Rehab was a harlot, a Canaanite and a liar. How could someone like this be included in the genealogy of Jesus? Jesus could have picked anyone and arranged anyone to be in His royal line – but He didn’t. He included Rehab. Why? Hebrews 11, the faith chapter tells us. It says,

“By faith the harlot Rahab did not perish with those who did not believe, when she had received the spies with peace.” Hebrews 11:31

Did you get that? She was a woman of faith. She was a believer. That is what made her different. We can learn a lot from her life.

First, God rewards the righteous. This is but one of many examples of that. He promises over and over to reward us when we do the right thing.

“There is a reward for the righteous.” Psalm 58:11

“Whatever you do, work at it with all your heart, as working for the Lord, not for human masters, since you know that you will receive an inheritance from the Lord as a reward. It is the Lord Christ you are serving.”

Colossians 3:23-24

“God will repay each person according to what they have done.”

Romans 2:6

“Therefore, my dear brothers and sisters, stand firm. Let nothing move you. Always give yourselves fully to the work of the Lord, because you know that your labor in the Lord is not in vain.” 1 Corinthians 15:58

I could go on and on quoting the fact that God rewards doing the right thing. The Bible is full of examples. The Bible says,

“But without faith it is impossible to please Him, for he who comes to God must believe that He is, and that He is a rewarder of those who diligently seek Him.” Hebrews 11:6

We can’t please God without faith. We must believe that ‘He IS” (by faith) and that He will reward those who diligently seek Him. We have to choose to believe (by faith) God is a rewarder of those who do right.

Rahab did the right thing because she believed. And that is what faith is. It is not just believing – it’s believing enough to do the right thing.

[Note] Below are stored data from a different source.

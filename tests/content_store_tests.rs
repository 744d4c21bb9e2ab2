//! ContentStore tests
//!
//! Deduplication, self-healing of stale index/cache entries, late duplicate
//! detection and error propagation from the blob backend.

use std::sync::Arc;
use std::sync::atomic::{AtomicBool, Ordering};

use async_trait::async_trait;
use bytes::Bytes;
use pastelinker::blob::{BlobBackend, BlobMetadata, BlobStat, MemoryBlobBackend};
use pastelinker::cache::{CacheLayer, MokaCacheBackend};
use pastelinker::cas::{ContentDigest, ContentStore, content_cache_key, hash_cache_key};
use pastelinker::errors::{PastelinkerError, Result};
use pastelinker::storage::{NewBlob, SeaOrmStorage};
use tempfile::TempDir;

const BUCKET: &str = "links-bucket";

// =============================================================================
// Test Setup
// =============================================================================

struct Fixture {
    store: ContentStore,
    blobs: Arc<MemoryBlobBackend>,
    index: SeaOrmStorage,
    cache: CacheLayer,
    _dir: TempDir,
}

async fn create_index() -> (SeaOrmStorage, TempDir) {
    let temp_dir = TempDir::new().expect("Failed to create temp dir");
    let db_path = temp_dir.path().join("cas.db");
    let db_url = format!("sqlite://{}?mode=rwc", db_path.display());
    let index = SeaOrmStorage::new(&db_url, "sqlite", 1)
        .await
        .expect("Failed to create storage");
    (index, temp_dir)
}

async fn create_fixture() -> Fixture {
    let (index, dir) = create_index().await;
    let blobs = Arc::new(MemoryBlobBackend::new());
    blobs.ensure_bucket(BUCKET).await.unwrap();
    let cache = CacheLayer::new(Arc::new(MokaCacheBackend::new(1000)), 3600);
    let store = ContentStore::new(blobs.clone(), index.clone(), cache.clone(), BUCKET);

    Fixture {
        store,
        blobs,
        index,
        cache,
        _dir: dir,
    }
}

fn digest(content: &str) -> ContentDigest {
    ContentDigest::of(content.as_bytes())
}

// =============================================================================
// Deduplication
// =============================================================================

#[tokio::test]
async fn test_put_same_content_is_deduplicated() {
    let f = create_fixture().await;

    let first = f.store.put("hello").await.unwrap();
    let after_first = f.store.blob_info(&digest("hello")).await.unwrap().unwrap();
    assert_eq!(after_first.access_count, 1);

    let second = f.store.put("hello").await.unwrap();
    let after_second = f.store.blob_info(&digest("hello")).await.unwrap().unwrap();

    assert_eq!(first, second);
    assert_eq!(after_second.access_count, after_first.access_count + 1);
    assert_eq!(f.blobs.object_count(), 1);
}

#[tokio::test]
async fn test_dedup_works_from_index_when_cache_is_cold() {
    let f = create_fixture().await;

    let first = f.store.put("hello").await.unwrap();
    f.cache.flush_all().await;
    let second = f.store.put("hello").await.unwrap();

    assert_eq!(first, second);
    let blob = f.store.blob_info(&digest("hello")).await.unwrap().unwrap();
    assert_eq!(blob.access_count, 2);
    // 索引命中后重新写回缓存
    assert_eq!(
        f.cache.get(&hash_cache_key(digest("hello").as_str())).await.as_deref(),
        Some(first.as_str())
    );
}

#[tokio::test]
async fn test_distinct_content_gets_distinct_locations() {
    let f = create_fixture().await;

    let a = f.store.put("hello").await.unwrap();
    let b = f.store.put("world").await.unwrap();

    assert_ne!(a, b);
    assert_eq!(f.blobs.object_count(), 2);
}

#[tokio::test]
async fn test_new_blob_layout_and_metadata() {
    let f = create_fixture().await;
    let hash = digest("hello");

    let location = f.store.put("hello").await.unwrap();

    assert!(location.starts_with(&format!("content/{}/", hash.prefix())));
    assert!(location.ends_with(".txt"));

    let stat = f.blobs.stat(BUCKET, &location).await.unwrap().unwrap();
    assert_eq!(stat.size, 5);
    assert_eq!(stat.metadata, BlobMetadata::text_plain(hash.as_str()));

    // 两类缓存条目都已写入
    assert_eq!(
        f.cache.get(&hash_cache_key(hash.as_str())).await.as_deref(),
        Some(location.as_str())
    );
    assert_eq!(
        f.cache.get(&content_cache_key(&location)).await.as_deref(),
        Some("hello")
    );
}

// =============================================================================
// Reads
// =============================================================================

#[tokio::test]
async fn test_get_reads_through_cache_and_backend() {
    let f = create_fixture().await;
    let location = f.store.put("hello").await.unwrap();

    assert_eq!(f.store.get(&location).await.unwrap(), "hello");

    f.cache.flush_all().await;
    assert_eq!(f.store.get(&location).await.unwrap(), "hello");
    assert_eq!(
        f.cache.get(&content_cache_key(&location)).await.as_deref(),
        Some("hello")
    );
}

#[tokio::test]
async fn test_get_missing_location_is_storage_error() {
    let f = create_fixture().await;

    let err = f.store.get("content/00/missing.txt").await.unwrap_err();
    assert!(matches!(err, PastelinkerError::Storage(_)), "{:?}", err);
}

#[tokio::test]
async fn test_get_rejects_non_utf8_blob() {
    let f = create_fixture().await;
    let bytes = Bytes::from_static(&[0xff, 0xfe, 0xfd]);
    f.blobs
        .put(BUCKET, "content/ff/bad.txt", bytes, 3, &BlobMetadata::default())
        .await
        .unwrap();

    let err = f.store.get("content/ff/bad.txt").await.unwrap_err();
    assert!(matches!(err, PastelinkerError::Storage(_)));
}

// =============================================================================
// Self-healing
// =============================================================================

#[tokio::test]
async fn test_missing_object_triggers_rewrite() {
    let f = create_fixture().await;
    let hash = digest("hello");

    let old = f.store.put("hello").await.unwrap();
    assert!(f.blobs.remove(BUCKET, &old));

    let new = f.store.put("hello").await.unwrap();

    assert_ne!(old, new);
    let blob = f.store.blob_info(&hash).await.unwrap().unwrap();
    assert_eq!(blob.location, new);
    assert_eq!(blob.access_count, 1);
    assert_eq!(f.store.get(&new).await.unwrap(), "hello");
    assert_eq!(
        f.cache.get(&hash_cache_key(hash.as_str())).await.as_deref(),
        Some(new.as_str())
    );
}

#[tokio::test]
async fn test_missing_object_with_cold_cache_heals_index() {
    let f = create_fixture().await;
    let hash = digest("hello");

    let old = f.store.put("hello").await.unwrap();
    f.blobs.remove(BUCKET, &old);
    f.cache.flush_all().await;

    let new = f.store.put("hello").await.unwrap();

    assert_ne!(old, new);
    assert!(f.index.find_blob_by_location(&old).await.unwrap().is_none());
    assert_eq!(f.store.blob_info(&hash).await.unwrap().unwrap().location, new);
}

#[tokio::test]
async fn test_cached_location_without_index_row_is_reindexed() {
    let f = create_fixture().await;
    let hash = digest("hello");

    let first = f.store.put("hello").await.unwrap();
    assert!(f.index.delete_blob_by_hash(hash.as_str()).await.unwrap());

    // 缓存仍指向旧位置，但索引行已丢失
    let second = f.store.put("hello").await.unwrap();
    let blob = f.store.blob_info(&hash).await.unwrap().unwrap();
    assert_eq!(blob.location, second);
    assert_eq!(blob.access_count, 1);
    assert_eq!(
        f.cache.get(&hash_cache_key(hash.as_str())).await.as_deref(),
        Some(second.as_str())
    );
    assert_eq!(f.store.get(&second).await.unwrap(), "hello");
    assert_ne!(first, second);

    // 之后的重复写入重新计数
    let third = f.store.put("hello").await.unwrap();
    assert_eq!(third, second);
    let blob = f.store.blob_info(&hash).await.unwrap().unwrap();
    assert_eq!(blob.access_count, 2);
}

// =============================================================================
// Late duplicate detection
// =============================================================================

/// 在 put 期间抢先登记同一摘要，模拟并发写入的胜者
struct RacingBackend {
    inner: MemoryBlobBackend,
    index: SeaOrmStorage,
    raced: AtomicBool,
}

const WINNER_LOCATION: &str = "content/winner.txt";

#[async_trait]
impl BlobBackend for RacingBackend {
    fn name(&self) -> &'static str {
        "racing"
    }

    async fn ensure_bucket(&self, bucket: &str) -> Result<()> {
        self.inner.ensure_bucket(bucket).await
    }

    async fn put(
        &self,
        bucket: &str,
        location: &str,
        bytes: Bytes,
        size: u64,
        metadata: &BlobMetadata,
    ) -> Result<()> {
        self.inner
            .put(bucket, location, bytes.clone(), size, metadata)
            .await?;

        if !self.raced.swap(true, Ordering::SeqCst) {
            self.inner
                .put(bucket, WINNER_LOCATION, bytes, size, metadata)
                .await?;
            self.index
                .insert_blob(NewBlob {
                    hash: metadata.content_hash.clone(),
                    location: WINNER_LOCATION.to_string(),
                    size,
                })
                .await?;
        }
        Ok(())
    }

    async fn get(&self, bucket: &str, location: &str) -> Result<Bytes> {
        self.inner.get(bucket, location).await
    }

    async fn stat(&self, bucket: &str, location: &str) -> Result<Option<BlobStat>> {
        self.inner.stat(bucket, location).await
    }
}

#[tokio::test]
async fn test_late_duplicate_adopts_winning_row() {
    let (index, _dir) = create_index().await;
    let backend = Arc::new(RacingBackend {
        inner: MemoryBlobBackend::new(),
        index: index.clone(),
        raced: AtomicBool::new(false),
    });
    backend.ensure_bucket(BUCKET).await.unwrap();
    let cache = CacheLayer::new(Arc::new(MokaCacheBackend::new(100)), 3600);
    let store = ContentStore::new(backend.clone(), index, cache.clone(), BUCKET);

    let location = store.put("hello").await.unwrap();

    assert_eq!(location, WINNER_LOCATION);
    let blob = store.blob_info(&digest("hello")).await.unwrap().unwrap();
    assert_eq!(blob.location, WINNER_LOCATION);
    assert_eq!(blob.access_count, 2);
    assert_eq!(
        cache.get(&hash_cache_key(digest("hello").as_str())).await.as_deref(),
        Some(WINNER_LOCATION)
    );
    assert_eq!(store.get(&location).await.unwrap(), "hello");
}

// =============================================================================
// Error propagation
// =============================================================================

/// stat 总是失败（后端不可达）
struct UnreachableStat {
    inner: MemoryBlobBackend,
}

#[async_trait]
impl BlobBackend for UnreachableStat {
    fn name(&self) -> &'static str {
        "unreachable-stat"
    }

    async fn ensure_bucket(&self, bucket: &str) -> Result<()> {
        self.inner.ensure_bucket(bucket).await
    }

    async fn put(
        &self,
        bucket: &str,
        location: &str,
        bytes: Bytes,
        size: u64,
        metadata: &BlobMetadata,
    ) -> Result<()> {
        self.inner.put(bucket, location, bytes, size, metadata).await
    }

    async fn get(&self, bucket: &str, location: &str) -> Result<Bytes> {
        self.inner.get(bucket, location).await
    }

    async fn stat(&self, _bucket: &str, _location: &str) -> Result<Option<BlobStat>> {
        Err(PastelinkerError::storage("connection reset by peer"))
    }
}

#[tokio::test]
async fn test_stat_error_propagates_without_healing() {
    let (index, _dir) = create_index().await;
    let backend = Arc::new(UnreachableStat {
        inner: MemoryBlobBackend::new(),
    });
    backend.ensure_bucket(BUCKET).await.unwrap();
    let cache = CacheLayer::new(Arc::new(MokaCacheBackend::new(100)), 3600);
    let store = ContentStore::new(backend, index.clone(), cache, BUCKET);

    let location = store.put("hello").await.unwrap();
    let err = store.put("hello").await.unwrap_err();

    assert!(matches!(err, PastelinkerError::Storage(_)), "{:?}", err);
    // 索引记录未被当作失效删除
    let blob = index.find_blob_by_hash(digest("hello").as_str()).await.unwrap().unwrap();
    assert_eq!(blob.location, location);
    assert_eq!(blob.access_count, 1);
}

#[tokio::test]
async fn test_put_error_leaves_no_index_entry() {
    let (index, _dir) = create_index().await;
    // bucket 未创建，put 失败
    let backend = Arc::new(MemoryBlobBackend::new());
    let cache = CacheLayer::new(Arc::new(MokaCacheBackend::new(100)), 3600);
    let store = ContentStore::new(backend, index.clone(), cache.clone(), BUCKET);

    let err = store.put("hello").await.unwrap_err();

    assert!(matches!(err, PastelinkerError::Storage(_)));
    assert!(index.find_blob_by_hash(digest("hello").as_str()).await.unwrap().is_none());
    assert_eq!(cache.get(&hash_cache_key(digest("hello").as_str())).await, None);
}

// =============================================================================
// Public URL
// =============================================================================

#[tokio::test]
async fn test_public_url() {
    let f = create_fixture().await;
    assert_eq!(f.store.public_url("content/ab/1.txt"), None);

    let store = f
        .store
        .clone()
        .with_public_base_url(Some("http://localhost:9000/".to_string()));
    assert_eq!(
        store.public_url("content/ab/1.txt").as_deref(),
        Some("http://localhost:9000/links-bucket/content/ab/1.txt")
    );
}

Secondly, We learn from Rahab that God does not hold your past against you. We have a hard time forgiving ourselves and family and friends may have a hard time forgetting our past, but God doesn’t. My mother used to say that God threw our sins into the “sea of forgetfulness”. The Bible says,

“Who is a God like You, pardoning iniquity and passing over the transgression of the remnant of His heritage? He does not retain His anger forever, because He delights in mercy. He will again have compassion on us, and will subdue our iniquities. You will cast all our sins into the depths of the sea.”